### Exercise aim
Find the lines of data that contain the string "CornerRadii", then list them.
== The data
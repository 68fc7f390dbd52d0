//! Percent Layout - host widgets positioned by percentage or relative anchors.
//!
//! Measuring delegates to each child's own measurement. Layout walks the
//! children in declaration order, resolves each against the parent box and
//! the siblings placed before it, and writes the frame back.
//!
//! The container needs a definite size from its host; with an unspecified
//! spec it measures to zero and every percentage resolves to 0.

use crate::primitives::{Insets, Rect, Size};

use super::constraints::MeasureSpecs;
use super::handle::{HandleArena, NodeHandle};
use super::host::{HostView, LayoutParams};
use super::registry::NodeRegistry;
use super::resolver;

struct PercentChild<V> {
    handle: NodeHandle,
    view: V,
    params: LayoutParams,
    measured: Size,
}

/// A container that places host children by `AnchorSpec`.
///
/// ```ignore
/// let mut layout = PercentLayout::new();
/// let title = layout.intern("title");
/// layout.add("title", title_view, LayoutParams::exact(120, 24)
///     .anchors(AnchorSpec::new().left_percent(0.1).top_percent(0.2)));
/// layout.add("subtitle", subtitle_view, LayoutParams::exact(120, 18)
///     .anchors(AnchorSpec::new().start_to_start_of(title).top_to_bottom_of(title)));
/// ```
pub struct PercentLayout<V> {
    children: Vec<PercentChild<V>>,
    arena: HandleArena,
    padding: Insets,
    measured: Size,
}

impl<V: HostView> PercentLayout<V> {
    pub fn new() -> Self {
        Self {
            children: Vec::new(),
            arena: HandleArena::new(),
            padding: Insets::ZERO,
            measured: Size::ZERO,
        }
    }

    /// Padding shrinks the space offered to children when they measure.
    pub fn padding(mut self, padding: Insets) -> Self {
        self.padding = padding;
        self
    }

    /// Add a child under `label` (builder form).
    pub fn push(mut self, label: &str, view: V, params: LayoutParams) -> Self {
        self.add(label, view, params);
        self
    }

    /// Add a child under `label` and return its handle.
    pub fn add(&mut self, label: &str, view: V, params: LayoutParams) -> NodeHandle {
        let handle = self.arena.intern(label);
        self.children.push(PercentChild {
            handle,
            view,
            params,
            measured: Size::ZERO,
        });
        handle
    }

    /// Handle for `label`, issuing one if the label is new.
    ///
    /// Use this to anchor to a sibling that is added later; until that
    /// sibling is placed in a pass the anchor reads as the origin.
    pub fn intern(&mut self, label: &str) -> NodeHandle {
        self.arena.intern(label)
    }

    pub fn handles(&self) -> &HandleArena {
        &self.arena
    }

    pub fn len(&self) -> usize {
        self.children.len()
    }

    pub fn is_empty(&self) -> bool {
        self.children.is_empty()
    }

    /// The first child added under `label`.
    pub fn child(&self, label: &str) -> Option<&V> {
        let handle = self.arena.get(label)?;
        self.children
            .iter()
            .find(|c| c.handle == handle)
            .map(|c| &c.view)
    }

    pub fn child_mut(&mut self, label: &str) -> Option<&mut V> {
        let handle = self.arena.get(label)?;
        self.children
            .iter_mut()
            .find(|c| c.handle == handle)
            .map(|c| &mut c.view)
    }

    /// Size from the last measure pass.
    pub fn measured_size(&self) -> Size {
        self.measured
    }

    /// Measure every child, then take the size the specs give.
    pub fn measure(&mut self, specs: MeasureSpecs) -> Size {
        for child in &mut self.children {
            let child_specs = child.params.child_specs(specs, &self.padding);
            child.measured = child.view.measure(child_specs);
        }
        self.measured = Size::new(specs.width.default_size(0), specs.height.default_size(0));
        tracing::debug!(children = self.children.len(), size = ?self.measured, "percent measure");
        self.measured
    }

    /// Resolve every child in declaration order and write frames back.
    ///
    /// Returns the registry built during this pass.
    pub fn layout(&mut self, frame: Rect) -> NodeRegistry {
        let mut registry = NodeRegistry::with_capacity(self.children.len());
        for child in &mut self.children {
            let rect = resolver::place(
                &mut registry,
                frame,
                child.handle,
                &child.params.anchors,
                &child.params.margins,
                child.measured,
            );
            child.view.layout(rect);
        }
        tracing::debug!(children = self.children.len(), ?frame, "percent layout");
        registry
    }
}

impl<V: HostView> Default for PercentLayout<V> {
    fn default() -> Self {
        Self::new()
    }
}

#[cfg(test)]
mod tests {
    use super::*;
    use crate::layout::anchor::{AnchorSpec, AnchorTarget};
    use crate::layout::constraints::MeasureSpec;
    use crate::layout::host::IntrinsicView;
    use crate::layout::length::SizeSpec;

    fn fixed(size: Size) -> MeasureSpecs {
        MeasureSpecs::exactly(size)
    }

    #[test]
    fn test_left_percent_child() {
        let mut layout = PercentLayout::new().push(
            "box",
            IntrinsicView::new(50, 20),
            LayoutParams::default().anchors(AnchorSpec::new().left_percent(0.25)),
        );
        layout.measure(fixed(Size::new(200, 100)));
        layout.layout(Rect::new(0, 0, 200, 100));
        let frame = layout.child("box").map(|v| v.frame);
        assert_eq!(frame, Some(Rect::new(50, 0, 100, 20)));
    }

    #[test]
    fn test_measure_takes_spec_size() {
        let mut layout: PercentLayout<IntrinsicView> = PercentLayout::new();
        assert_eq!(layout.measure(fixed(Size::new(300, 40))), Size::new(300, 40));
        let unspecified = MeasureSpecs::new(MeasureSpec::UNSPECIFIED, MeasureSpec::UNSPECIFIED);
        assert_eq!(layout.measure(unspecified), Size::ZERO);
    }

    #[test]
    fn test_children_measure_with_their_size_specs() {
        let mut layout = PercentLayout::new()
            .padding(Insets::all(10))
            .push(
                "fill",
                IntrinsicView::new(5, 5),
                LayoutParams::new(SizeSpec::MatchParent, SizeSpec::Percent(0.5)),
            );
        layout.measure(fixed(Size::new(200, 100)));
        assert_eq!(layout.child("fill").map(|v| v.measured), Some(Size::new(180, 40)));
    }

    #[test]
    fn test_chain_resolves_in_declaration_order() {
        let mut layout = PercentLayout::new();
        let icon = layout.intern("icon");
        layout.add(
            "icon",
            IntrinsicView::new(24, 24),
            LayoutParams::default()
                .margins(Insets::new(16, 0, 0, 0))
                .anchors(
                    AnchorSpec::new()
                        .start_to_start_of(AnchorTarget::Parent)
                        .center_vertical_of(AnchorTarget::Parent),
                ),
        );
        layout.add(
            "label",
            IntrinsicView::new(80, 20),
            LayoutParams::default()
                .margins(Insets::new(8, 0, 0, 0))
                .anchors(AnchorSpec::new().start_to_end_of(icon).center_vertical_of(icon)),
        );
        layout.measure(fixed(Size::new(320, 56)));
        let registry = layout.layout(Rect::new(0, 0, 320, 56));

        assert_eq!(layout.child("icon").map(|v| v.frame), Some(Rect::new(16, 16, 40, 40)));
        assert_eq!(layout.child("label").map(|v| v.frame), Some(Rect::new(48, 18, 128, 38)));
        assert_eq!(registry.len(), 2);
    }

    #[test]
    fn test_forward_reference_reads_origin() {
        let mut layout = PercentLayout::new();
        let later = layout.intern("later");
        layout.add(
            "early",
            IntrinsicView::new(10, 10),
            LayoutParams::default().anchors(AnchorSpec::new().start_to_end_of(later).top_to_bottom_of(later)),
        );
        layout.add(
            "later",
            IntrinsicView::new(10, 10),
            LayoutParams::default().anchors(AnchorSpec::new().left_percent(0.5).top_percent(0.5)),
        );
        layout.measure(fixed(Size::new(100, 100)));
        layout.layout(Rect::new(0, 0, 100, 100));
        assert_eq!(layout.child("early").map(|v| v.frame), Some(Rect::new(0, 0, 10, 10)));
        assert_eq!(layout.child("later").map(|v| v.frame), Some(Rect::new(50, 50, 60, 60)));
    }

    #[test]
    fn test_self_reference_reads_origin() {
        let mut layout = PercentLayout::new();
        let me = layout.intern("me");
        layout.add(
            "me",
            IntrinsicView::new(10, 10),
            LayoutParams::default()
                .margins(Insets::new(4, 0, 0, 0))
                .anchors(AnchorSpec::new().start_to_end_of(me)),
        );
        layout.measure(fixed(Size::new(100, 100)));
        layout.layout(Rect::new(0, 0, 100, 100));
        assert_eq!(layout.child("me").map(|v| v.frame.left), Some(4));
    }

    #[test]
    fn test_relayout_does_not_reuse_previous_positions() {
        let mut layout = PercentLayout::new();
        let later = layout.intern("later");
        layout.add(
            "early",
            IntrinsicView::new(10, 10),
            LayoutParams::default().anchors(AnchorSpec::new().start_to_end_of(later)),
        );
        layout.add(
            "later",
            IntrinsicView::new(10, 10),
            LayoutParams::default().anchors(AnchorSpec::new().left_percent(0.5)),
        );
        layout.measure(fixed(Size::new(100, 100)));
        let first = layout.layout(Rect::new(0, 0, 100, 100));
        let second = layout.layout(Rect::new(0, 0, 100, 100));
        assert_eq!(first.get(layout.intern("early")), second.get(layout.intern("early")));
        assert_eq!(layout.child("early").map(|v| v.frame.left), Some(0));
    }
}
====
== The data
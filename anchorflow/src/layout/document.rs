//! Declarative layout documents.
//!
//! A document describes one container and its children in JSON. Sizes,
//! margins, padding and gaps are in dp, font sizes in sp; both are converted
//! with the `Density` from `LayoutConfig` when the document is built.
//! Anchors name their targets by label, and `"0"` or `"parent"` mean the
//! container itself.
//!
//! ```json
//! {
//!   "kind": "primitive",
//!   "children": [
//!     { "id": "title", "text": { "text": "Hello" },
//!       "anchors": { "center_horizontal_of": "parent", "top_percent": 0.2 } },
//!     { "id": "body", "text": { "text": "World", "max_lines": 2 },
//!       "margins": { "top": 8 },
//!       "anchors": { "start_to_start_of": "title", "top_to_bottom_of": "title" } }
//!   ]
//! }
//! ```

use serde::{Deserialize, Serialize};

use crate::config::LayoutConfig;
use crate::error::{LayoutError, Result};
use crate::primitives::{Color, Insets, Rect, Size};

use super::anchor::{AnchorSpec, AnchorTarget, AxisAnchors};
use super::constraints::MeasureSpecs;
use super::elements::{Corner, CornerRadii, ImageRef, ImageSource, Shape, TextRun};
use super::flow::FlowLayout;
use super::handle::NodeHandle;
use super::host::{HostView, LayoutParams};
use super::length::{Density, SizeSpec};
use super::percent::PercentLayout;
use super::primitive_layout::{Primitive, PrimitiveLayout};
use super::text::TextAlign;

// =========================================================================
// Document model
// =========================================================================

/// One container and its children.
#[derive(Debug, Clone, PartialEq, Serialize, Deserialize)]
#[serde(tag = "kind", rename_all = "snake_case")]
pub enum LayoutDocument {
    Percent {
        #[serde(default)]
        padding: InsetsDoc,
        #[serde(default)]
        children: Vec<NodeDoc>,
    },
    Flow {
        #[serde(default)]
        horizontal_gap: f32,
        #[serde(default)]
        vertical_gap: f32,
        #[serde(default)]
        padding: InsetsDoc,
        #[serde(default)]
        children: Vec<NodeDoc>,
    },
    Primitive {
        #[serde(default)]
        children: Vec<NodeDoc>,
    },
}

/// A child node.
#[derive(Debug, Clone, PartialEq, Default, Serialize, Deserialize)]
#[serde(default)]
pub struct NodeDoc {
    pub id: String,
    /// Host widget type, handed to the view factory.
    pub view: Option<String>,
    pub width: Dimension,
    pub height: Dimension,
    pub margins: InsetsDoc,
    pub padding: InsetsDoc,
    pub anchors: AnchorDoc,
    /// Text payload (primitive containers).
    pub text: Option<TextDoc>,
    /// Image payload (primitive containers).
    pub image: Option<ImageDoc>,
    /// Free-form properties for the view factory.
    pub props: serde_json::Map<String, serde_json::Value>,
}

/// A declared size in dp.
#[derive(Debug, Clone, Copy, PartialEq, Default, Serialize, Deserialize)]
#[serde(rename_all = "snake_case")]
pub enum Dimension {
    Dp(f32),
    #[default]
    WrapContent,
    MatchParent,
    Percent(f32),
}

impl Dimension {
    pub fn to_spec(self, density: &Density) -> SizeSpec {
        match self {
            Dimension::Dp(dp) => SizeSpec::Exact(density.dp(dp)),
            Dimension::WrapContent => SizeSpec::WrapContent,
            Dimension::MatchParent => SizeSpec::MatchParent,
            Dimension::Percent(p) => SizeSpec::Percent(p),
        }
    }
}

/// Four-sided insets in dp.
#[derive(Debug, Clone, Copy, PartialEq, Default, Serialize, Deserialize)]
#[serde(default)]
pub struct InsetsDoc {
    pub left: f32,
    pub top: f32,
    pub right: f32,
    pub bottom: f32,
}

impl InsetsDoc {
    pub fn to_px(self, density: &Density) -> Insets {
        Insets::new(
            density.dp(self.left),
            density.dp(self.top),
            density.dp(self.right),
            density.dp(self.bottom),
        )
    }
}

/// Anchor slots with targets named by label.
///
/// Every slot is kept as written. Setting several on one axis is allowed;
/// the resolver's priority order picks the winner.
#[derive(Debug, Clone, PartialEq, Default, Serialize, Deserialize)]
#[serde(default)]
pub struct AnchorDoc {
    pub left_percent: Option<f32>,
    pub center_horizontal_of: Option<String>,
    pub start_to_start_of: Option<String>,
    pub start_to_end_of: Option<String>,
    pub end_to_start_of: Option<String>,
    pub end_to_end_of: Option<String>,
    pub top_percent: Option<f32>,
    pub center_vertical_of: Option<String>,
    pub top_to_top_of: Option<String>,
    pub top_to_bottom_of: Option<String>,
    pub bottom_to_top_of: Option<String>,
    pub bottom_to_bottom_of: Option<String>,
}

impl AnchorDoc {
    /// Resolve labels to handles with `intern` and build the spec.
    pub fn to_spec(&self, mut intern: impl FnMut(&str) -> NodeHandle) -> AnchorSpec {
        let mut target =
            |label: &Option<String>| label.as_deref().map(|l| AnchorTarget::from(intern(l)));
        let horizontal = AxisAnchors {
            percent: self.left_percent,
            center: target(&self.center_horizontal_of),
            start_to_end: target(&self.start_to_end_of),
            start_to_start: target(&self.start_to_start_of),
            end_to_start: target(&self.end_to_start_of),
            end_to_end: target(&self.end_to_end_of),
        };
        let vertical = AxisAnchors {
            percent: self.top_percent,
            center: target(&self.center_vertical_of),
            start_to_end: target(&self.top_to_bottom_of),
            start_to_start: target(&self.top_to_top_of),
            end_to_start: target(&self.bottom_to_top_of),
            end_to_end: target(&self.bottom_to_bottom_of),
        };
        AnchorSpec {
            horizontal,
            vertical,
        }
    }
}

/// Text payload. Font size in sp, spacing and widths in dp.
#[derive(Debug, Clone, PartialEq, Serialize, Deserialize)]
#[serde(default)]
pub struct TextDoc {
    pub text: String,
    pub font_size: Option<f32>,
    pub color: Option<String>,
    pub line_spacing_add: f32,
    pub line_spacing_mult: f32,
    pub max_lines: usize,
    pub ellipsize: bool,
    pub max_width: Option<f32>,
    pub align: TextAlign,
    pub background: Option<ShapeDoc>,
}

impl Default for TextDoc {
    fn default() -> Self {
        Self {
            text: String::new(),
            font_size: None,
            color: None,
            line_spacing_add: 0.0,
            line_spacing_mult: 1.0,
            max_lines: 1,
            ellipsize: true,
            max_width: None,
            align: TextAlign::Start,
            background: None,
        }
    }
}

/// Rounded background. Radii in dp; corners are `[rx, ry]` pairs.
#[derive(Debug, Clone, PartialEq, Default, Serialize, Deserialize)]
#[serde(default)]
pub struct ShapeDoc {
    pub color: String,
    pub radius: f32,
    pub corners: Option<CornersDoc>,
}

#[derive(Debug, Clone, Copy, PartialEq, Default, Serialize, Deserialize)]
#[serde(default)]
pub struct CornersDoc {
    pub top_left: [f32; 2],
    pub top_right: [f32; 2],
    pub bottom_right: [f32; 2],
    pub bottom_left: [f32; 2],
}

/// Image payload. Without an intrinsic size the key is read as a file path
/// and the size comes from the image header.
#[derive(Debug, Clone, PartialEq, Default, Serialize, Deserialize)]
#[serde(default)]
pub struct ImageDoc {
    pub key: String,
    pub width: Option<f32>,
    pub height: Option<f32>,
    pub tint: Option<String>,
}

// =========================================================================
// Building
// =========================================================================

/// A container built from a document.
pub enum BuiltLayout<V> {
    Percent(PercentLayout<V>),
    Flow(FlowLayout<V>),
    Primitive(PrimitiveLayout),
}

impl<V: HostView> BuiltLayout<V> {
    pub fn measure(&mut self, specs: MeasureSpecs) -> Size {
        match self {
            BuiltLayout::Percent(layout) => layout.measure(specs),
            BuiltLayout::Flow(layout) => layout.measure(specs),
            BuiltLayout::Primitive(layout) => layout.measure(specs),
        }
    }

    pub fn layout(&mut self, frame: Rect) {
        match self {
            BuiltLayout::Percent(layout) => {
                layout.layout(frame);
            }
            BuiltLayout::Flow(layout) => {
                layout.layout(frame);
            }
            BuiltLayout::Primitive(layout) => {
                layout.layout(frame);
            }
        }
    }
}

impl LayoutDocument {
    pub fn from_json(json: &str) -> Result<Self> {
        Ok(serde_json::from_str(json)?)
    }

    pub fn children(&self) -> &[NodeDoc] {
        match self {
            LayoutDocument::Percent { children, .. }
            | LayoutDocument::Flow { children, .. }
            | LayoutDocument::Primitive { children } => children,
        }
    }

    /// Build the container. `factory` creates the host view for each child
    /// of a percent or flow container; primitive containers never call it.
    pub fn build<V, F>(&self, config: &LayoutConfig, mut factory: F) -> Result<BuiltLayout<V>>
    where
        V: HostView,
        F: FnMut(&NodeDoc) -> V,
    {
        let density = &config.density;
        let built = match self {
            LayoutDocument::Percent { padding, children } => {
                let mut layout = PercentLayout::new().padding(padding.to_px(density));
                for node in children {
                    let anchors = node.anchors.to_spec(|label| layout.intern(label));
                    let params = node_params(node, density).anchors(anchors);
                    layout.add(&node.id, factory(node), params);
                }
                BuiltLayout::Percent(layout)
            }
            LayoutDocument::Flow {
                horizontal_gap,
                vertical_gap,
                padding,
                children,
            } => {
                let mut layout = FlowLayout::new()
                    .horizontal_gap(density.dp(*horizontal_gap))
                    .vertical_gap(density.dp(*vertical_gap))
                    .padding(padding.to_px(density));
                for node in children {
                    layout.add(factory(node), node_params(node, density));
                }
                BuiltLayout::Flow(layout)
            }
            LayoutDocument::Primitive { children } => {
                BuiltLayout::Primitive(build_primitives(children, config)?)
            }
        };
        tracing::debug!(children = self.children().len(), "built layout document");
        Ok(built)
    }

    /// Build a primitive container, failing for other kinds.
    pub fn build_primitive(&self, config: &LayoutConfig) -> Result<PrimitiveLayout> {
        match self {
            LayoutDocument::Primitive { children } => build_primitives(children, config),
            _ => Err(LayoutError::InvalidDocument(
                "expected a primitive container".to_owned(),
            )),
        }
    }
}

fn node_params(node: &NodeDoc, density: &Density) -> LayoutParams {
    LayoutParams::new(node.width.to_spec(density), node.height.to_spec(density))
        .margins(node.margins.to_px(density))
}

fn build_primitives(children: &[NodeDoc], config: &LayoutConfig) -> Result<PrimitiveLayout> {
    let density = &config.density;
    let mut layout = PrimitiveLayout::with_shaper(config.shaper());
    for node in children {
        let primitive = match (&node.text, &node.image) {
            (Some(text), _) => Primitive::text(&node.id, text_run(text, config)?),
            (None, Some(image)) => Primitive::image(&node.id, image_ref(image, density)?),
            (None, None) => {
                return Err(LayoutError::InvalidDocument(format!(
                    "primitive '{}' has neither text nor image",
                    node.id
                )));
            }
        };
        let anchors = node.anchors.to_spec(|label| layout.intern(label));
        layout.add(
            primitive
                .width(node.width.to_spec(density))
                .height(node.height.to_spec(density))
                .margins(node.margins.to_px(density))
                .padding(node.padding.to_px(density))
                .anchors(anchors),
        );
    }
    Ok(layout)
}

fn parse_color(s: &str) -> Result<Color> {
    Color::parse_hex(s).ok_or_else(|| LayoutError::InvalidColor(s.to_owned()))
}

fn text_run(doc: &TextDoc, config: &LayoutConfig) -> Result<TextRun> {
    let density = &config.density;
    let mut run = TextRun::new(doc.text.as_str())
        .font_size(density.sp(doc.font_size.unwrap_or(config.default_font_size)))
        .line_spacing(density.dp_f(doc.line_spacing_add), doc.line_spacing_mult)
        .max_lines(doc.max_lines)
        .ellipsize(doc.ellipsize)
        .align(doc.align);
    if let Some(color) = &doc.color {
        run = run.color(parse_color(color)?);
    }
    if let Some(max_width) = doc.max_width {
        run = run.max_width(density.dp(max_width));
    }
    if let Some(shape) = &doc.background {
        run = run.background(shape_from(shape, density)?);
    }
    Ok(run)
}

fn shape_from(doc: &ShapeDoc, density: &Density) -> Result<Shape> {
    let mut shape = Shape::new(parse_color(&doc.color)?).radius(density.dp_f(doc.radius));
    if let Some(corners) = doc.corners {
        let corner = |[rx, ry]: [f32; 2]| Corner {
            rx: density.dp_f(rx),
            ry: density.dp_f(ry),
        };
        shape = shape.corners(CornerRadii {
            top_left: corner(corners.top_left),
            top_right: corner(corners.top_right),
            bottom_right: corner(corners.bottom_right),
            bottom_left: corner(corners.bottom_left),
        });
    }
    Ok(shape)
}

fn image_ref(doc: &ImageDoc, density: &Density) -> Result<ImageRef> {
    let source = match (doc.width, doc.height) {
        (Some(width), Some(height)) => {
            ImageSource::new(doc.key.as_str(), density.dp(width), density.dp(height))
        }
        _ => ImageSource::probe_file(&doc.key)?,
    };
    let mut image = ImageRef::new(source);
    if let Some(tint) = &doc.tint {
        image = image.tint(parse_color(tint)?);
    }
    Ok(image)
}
====
== The data
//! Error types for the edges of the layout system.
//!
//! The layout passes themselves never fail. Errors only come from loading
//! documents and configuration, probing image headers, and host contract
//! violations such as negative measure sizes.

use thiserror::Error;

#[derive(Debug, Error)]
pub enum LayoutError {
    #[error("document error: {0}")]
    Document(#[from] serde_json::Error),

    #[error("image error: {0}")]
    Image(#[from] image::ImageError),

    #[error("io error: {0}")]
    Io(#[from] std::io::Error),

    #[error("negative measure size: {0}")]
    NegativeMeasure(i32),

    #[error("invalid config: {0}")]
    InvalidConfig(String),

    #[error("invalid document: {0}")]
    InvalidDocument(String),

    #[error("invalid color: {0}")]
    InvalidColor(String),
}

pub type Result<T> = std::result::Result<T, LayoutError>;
====
### Answer area
use super::elements::{Corner, CornerRadii, ImageRef, ImageSource, Shape, TextRun};
        shape = shape.corners(CornerRadii {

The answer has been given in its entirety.